The Powells received the diagnosis of her chromosomal disorder shortly after birth, once tests were complete. “I went to pieces after that,” Johanne says. “I cried for a month. I lost a month of my life. I don’t remember anything about it.
‘I was going to be the perfect mother’ “Before she was born
I had this image in my head that I was going to be the perfect mother. That our baby would be breastfed, and given organic food, and then we’re left with a child who doesn’t want anything to eat.”
Siobhan was tube fed for six months, then began to take liquids. Johanne says that Siobhan has eaten a tiny bit of mashed potato twice in her life; otherwise her diet is entirely liquid.

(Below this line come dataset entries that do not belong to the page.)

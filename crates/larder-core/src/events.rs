//! Change events and the feed that delivers them.
//!
//! When a household is active, every device subscribed to it receives a
//! [`ChangeEvent`] whenever any member writes to the household's recipe
//! rows, plan rows, or renames the household itself. Events carry no row
//! data; the consumer reacts by re-running the load path.
//!
//! Delivery is an mpsc channel owned by a listener task. Dropping the
//! [`ChangeFeed`] aborts that task, so a feed can never outlive its
//! consumer and leak a channel across household switches.

use serde::Serialize;
use tokio::sync::mpsc;
use tokio::task::JoinHandle;

/// A remote change observed for the subscribed household.
#[derive(Debug, Clone, PartialEq, Eq, Serialize)]
#[serde(tag = "type")]
pub enum ChangeEvent {
    /// A recipe row was inserted, updated, or deleted.
    RecipesChanged,
    /// A plan row was inserted, updated, or deleted.
    PlanChanged,
    /// The household's display name was updated.
    HouseholdRenamed { name: String },
}

impl ChangeEvent {
    /// Event type name, as used in structured logs.
    pub fn event_type(&self) -> &'static str {
        match self {
            ChangeEvent::RecipesChanged => "RecipesChanged",
            ChangeEvent::PlanChanged => "PlanChanged",
            ChangeEvent::HouseholdRenamed { .. } => "HouseholdRenamed",
        }
    }

    /// The remote table this event originates from.
    pub fn table(&self) -> &'static str {
        match self {
            ChangeEvent::RecipesChanged => "recipes",
            ChangeEvent::PlanChanged => "plans",
            ChangeEvent::HouseholdRenamed { .. } => "households",
        }
    }
}

/// Guard that aborts the producing listener task when dropped.
pub struct FeedGuard {
    handle: JoinHandle<()>,
}

impl FeedGuard {
    pub fn new(handle: JoinHandle<()>) -> Self {
        Self { handle }
    }
}

impl Drop for FeedGuard {
    fn drop(&mut self) {
        self.handle.abort();
    }
}

/// Stream of change events for one household subscription.
pub struct ChangeFeed {
    events: mpsc::Receiver<ChangeEvent>,
    _guard: FeedGuard,
}

impl ChangeFeed {
    pub fn new(events: mpsc::Receiver<ChangeEvent>, guard: FeedGuard) -> Self {
        Self {
            events,
            _guard: guard,
        }
    }

    /// Receive the next event. `None` once the producing listener is gone.
    pub async fn next(&mut self) -> Option<ChangeEvent> {
        self.events.recv().await
    }

    /// Tear the subscription down, stopping the listener task.
    pub fn close(self) {}
}
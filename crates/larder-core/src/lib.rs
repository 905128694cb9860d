//! # larder-core
//!
//! Core types, traits, and abstractions for the larder synchronization
//! engine.
//!
//! This crate provides the domain model (recipes, meal plan, profile,
//! household), the store traits the reconciliation engine is written
//! against, the versioned payload migration chain, and the change-event
//! types delivered by the realtime notifier. It performs no I/O.

pub mod defaults;
pub mod error;
pub mod events;
pub mod ids;
pub mod logging;
pub mod migrate;
pub mod models;
pub mod plan;
pub mod traits;

// Re-export commonly used types at crate root
pub use error::{Error, Result};
pub use events::{ChangeEvent, ChangeFeed, FeedGuard};
pub use ids::{new_id, new_join_code};
pub use migrate::{upgrade_recipe, CURRENT_SCHEMA_VERSION};
pub use models::*;
pub use traits::*;
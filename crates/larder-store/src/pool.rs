//! Database connection pool management.

use std::time::{Duration, Instant};

use sqlx::postgres::{PgPool, PgPoolOptions};
use tracing::info;

use larder_core::{Error, Result};

/// Default maximum number of connections in the pool. A device serves a
/// single caller, so the pool stays small.
pub const DEFAULT_MAX_CONNECTIONS: u32 = 4;

/// Default connection timeout in seconds.
pub const DEFAULT_CONNECT_TIMEOUT_SECS: u64 = 30;

/// Default idle timeout in seconds.
pub const DEFAULT_IDLE_TIMEOUT_SECS: u64 = 600;

/// Pool configuration options.
#[derive(Debug, Clone)]
pub struct PoolConfig {
    /// Maximum number of connections in the pool.
    pub max_connections: u32,
    /// Minimum number of connections to maintain.
    pub min_connections: u32,
    /// Connection timeout duration.
    pub connect_timeout: Duration,
    /// Idle connection timeout duration.
    pub idle_timeout: Duration,
    /// Maximum connection lifetime.
    pub max_lifetime: Option<Duration>,
}

impl Default for PoolConfig {
    fn default() -> Self {
        Self {
            max_connections: DEFAULT_MAX_CONNECTIONS,
            min_connections: 1,
            connect_timeout: Duration::from_secs(DEFAULT_CONNECT_TIMEOUT_SECS),
            idle_timeout: Duration::from_secs(DEFAULT_IDLE_TIMEOUT_SECS),
            max_lifetime: Some(Duration::from_secs(1800)), // 30 minutes
        }
    }
}

impl PoolConfig {
    /// Create a new pool configuration with default values.
    pub fn new() -> Self {
        Self::default()
    }

    /// Set the maximum number of connections.
    pub fn max_connections(mut self, n: u32) -> Self {
        self.max_connections = n;
        self
    }

    /// Set the minimum number of connections.
    pub fn min_connections(mut self, n: u32) -> Self {
        self.min_connections = n;
        self
    }

    /// Set the connection timeout.
    pub fn connect_timeout(mut self, timeout: Duration) -> Self {
        self.connect_timeout = timeout;
        self
    }

    /// Set the idle connection timeout.
    pub fn idle_timeout(mut self, timeout: Duration) -> Self {
        self.idle_timeout = timeout;
        self
    }

    /// Set the maximum connection lifetime.
    pub fn max_lifetime(mut self, lifetime: Option<Duration>) -> Self {
        self.max_lifetime = lifetime;
        self
    }
}

/// Create a new PostgreSQL connection pool with default configuration.
pub async fn create_pool(database_url: &str) -> Result<PgPool> {
    create_pool_with_config(database_url, PoolConfig::default()).await
}

/// Create a new PostgreSQL connection pool with custom configuration.
pub async fn create_pool_with_config(database_url: &str, config: PoolConfig) -> Result<PgPool> {
    let start = Instant::now();

    info!(
        subsystem = "store",
        component = "pool",
        op = "create",
        max_connections = config.max_connections,
        min_connections = config.min_connections,
        connect_timeout_secs = config.connect_timeout.as_secs(),
        idle_timeout_secs = config.idle_timeout.as_secs(),
        "Creating database connection pool"
    );

    let mut options = PgPoolOptions::new()
        .max_connections(config.max_connections)
        .min_connections(config.min_connections)
        .acquire_timeout(config.connect_timeout)
        .idle_timeout(config.idle_timeout);

    if let Some(max_lifetime) = config.max_lifetime {
        options = options.max_lifetime(max_lifetime);
    }

    let pool = options
        .connect(database_url)
        .await
        .map_err(Error::Database)?;

    info!(
        subsystem = "store",
        component = "pool",
        op = "established",
        pool_size = pool.size(),
        pool_idle = pool.num_idle(),
        duration_ms = start.elapsed().as_millis() as u64,
        "Database connection pool established"
    );
    Ok(pool)
}
//! Integration tests for the PostgreSQL remote store.
//!
//! These tests require a running PostgreSQL database with DATABASE_URL
//! set (default: the local test instance on port 15432):
//! ```
//! cargo test -p larder-store -- --ignored
//! ```

use std::collections::HashSet;

use chrono::NaiveDate;

use crate::test_fixtures::TestDatabase;
use larder_core::{
    new_id, Category, ChangeEvent, ChangeNotifier, MealPlanItem, MealSlot, Recipe,
};

fn recipe(id: &str, title: &str) -> Recipe {
    Recipe {
        id: id.to_string(),
        title: title.to_string(),
        description: String::new(),
        image: String::new(),
        category: Category::MainMeal,
        tags: vec![],
        ingredients: vec![],
        steps: vec![],
        created_at: 1_700_000_000_000,
        is_favorite: false,
        rating: 0,
        schema_version: larder_core::CURRENT_SCHEMA_VERSION,
    }
}

fn plan_item(id: &str, day: u32, slot: MealSlot) -> MealPlanItem {
    MealPlanItem {
        id: id.to_string(),
        date: NaiveDate::from_ymd_opt(2026, 5, day).unwrap(),
        slot,
        recipe_id: new_id(),
    }
}

#[tokio::test]
#[ignore] // Requires DATABASE_URL
async fn test_recipe_upsert_and_ids() {
    let test_db = TestDatabase::new().await;
    let household = test_db.seed_household("Home").await;

    test_db
        .store
        .recipes
        .upsert(&household.id, &[recipe("r1", "a"), recipe("r2", "b")])
        .await
        .unwrap();

    let ids = test_db
        .store
        .recipes
        .ids_for_household(&household.id)
        .await
        .unwrap();
    assert_eq!(
        ids,
        HashSet::from(["r1".to_string(), "r2".to_string()])
    );

    test_db.cleanup().await;
}

#[tokio::test]
#[ignore] // Requires DATABASE_URL
async fn test_recipe_upsert_replaces_full_row() {
    let test_db = TestDatabase::new().await;
    let household = test_db.seed_household("Home").await;

    test_db
        .store
        .recipes
        .upsert(&household.id, &[recipe("r1", "original")])
        .await
        .unwrap();

    let mut updated = recipe("r1", "updated");
    updated.rating = 5;
    test_db
        .store
        .recipes
        .upsert(&household.id, &[updated])
        .await
        .unwrap();

    let payloads = test_db
        .store
        .recipes
        .fetch_for_household(&household.id)
        .await
        .unwrap();
    assert_eq!(payloads.len(), 1);
    assert_eq!(payloads[0]["title"], "updated");
    assert_eq!(payloads[0]["rating"], 5);

    test_db.cleanup().await;
}

#[tokio::test]
#[ignore] // Requires DATABASE_URL
async fn test_recipe_delete_scoped_to_ids() {
    let test_db = TestDatabase::new().await;
    let household = test_db.seed_household("Home").await;

    test_db
        .store
        .recipes
        .upsert(
            &household.id,
            &[recipe("r1", "a"), recipe("r2", "b"), recipe("r3", "c")],
        )
        .await
        .unwrap();

    test_db
        .store
        .recipes
        .delete(&household.id, &["r1".to_string(), "r3".to_string()])
        .await
        .unwrap();

    let ids = test_db
        .store
        .recipes
        .ids_for_household(&household.id)
        .await
        .unwrap();
    assert_eq!(ids, HashSet::from(["r2".to_string()]));

    test_db.cleanup().await;
}

#[tokio::test]
#[ignore] // Requires DATABASE_URL
async fn test_diff_by_identity_sequence() {
    // The exact fetch-ids / delete / upsert sequence the engine performs.
    let test_db = TestDatabase::new().await;
    let household = test_db.seed_household("Home").await;
    let store = &test_db.store;

    store
        .recipes
        .upsert(
            &household.id,
            &[recipe("r1", "a"), recipe("r2", "b"), recipe("r3", "c")],
        )
        .await
        .unwrap();

    // New full collection drops r1/r3 and introduces r4.
    let local = [recipe("r2", "b"), recipe("r4", "d")];
    let local_ids: HashSet<&str> = local.iter().map(|r| r.id.as_str()).collect();

    let remote_ids = store.recipes.ids_for_household(&household.id).await.unwrap();
    let to_delete: Vec<String> = remote_ids
        .into_iter()
        .filter(|id| !local_ids.contains(id.as_str()))
        .collect();

    store
        .recipes
        .delete(&household.id, &to_delete)
        .await
        .unwrap();
    store.recipes.upsert(&household.id, &local).await.unwrap();

    let after = store.recipes.ids_for_household(&household.id).await.unwrap();
    assert_eq!(
        after,
        HashSet::from(["r2".to_string(), "r4".to_string()])
    );

    test_db.cleanup().await;
}

#[tokio::test]
#[ignore] // Requires DATABASE_URL
async fn test_plan_round_trip() {
    let test_db = TestDatabase::new().await;
    let household = test_db.seed_household("Home").await;

    let items = vec![
        plan_item("p1", 1, MealSlot::Breakfast),
        plan_item("p2", 1, MealSlot::Snack),
        plan_item("p3", 2, MealSlot::Dinner),
    ];
    test_db
        .store
        .plans
        .upsert(&household.id, &items)
        .await
        .unwrap();

    let mut fetched = test_db
        .store
        .plans
        .fetch_for_household(&household.id)
        .await
        .unwrap();
    fetched.sort_by(|a, b| a.id.cmp(&b.id));
    assert_eq!(fetched, items);

    test_db.cleanup().await;
}

#[tokio::test]
#[ignore] // Requires DATABASE_URL
async fn test_household_rename_and_name() {
    let test_db = TestDatabase::new().await;
    let household = test_db.seed_household("Old Name").await;

    test_db
        .store
        .households
        .rename(&household.id, "New Name")
        .await
        .unwrap();

    let name = test_db
        .store
        .households
        .name(&household.id)
        .await
        .unwrap();
    assert_eq!(name.as_deref(), Some("New Name"));

    // Renaming a household that does not exist is surfaced.
    let missing = test_db.store.households.rename(&new_id(), "x").await;
    assert!(missing.is_err());

    test_db.cleanup().await;
}

#[tokio::test]
#[ignore] // Requires DATABASE_URL
async fn test_unknown_join_code_resolves_to_none() {
    let test_db = TestDatabase::new().await;
    let resolved = test_db
        .store
        .households
        .find_by_code("ZZZZZZ")
        .await
        .unwrap();
    assert!(resolved.is_none());
    test_db.cleanup().await;
}

#[tokio::test]
#[ignore] // Requires DATABASE_URL
async fn test_notifier_delivers_recipe_change() {
    let test_db = TestDatabase::new().await;
    let household = test_db.seed_household("Home").await;

    let notifier = crate::PgChangeNotifier::new(test_db.pool.clone());
    let mut feed = notifier.watch(&household.id).await.unwrap();

    test_db
        .store
        .recipes
        .upsert(&household.id, &[recipe("r1", "a")])
        .await
        .unwrap();

    let event = tokio::time::timeout(std::time::Duration::from_secs(5), feed.next())
        .await
        .expect("timed out waiting for change event");
    assert_eq!(event, Some(ChangeEvent::RecipesChanged));

    test_db.cleanup().await;
}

Alan took nine months off work after the birth, and stayed in Fethard to help out. Then he had to go back to work, which required him to be at sea for months at a time. “It was very hard,” he says. “But someone had to work, to look after the family.”
“I found it so hard and bewildering to have a new baby – and, moreover, to be the mother of a profoundly disabled child,” Johanne says. “I was being told that she was going to be needing physiotherapy, speech therapy, every kind of therapy. All I could think was, I’m her mother; when am I going to have the time to be her mother in the middle of all these therapies she needs?”
‘It can make or break a marriage’
Siobhan's disability is not a result of any genetic abnormalities in her parents: it just happened. They subsequently tried to have other children but were unsuccessful.
As Siobhan got a little older the Powells discussed moving to Norway, where Johanne was born, and where Siobhan would get better public-healthcare support. In the end they didn’t move.
“Alan really didn’t want to go. And everyone here in Fethard knows Siobhan, and she’s part of the village. It would have been better for me if we had gone to Norway but not for anyone else. God, that makes me sound awful saintly.”
Alan continued to work at sea, three months on and three months off. He retired at 55, in 2005, and his presence has made day-to-day life easier for the household, in that Johanne now has constant companionship. “Having a disabled child either makes the marriage very strong or breaks it up. It made ours stronger,” she says.
Now he’s home from sea Alan keeps ducks, geese and hens and maintains two polytunnels that provide many of the vegetables for the house. Most days he’ll take Siobhan out for a drive, and he’s the one who does most of the carrying and lifting of his daughter.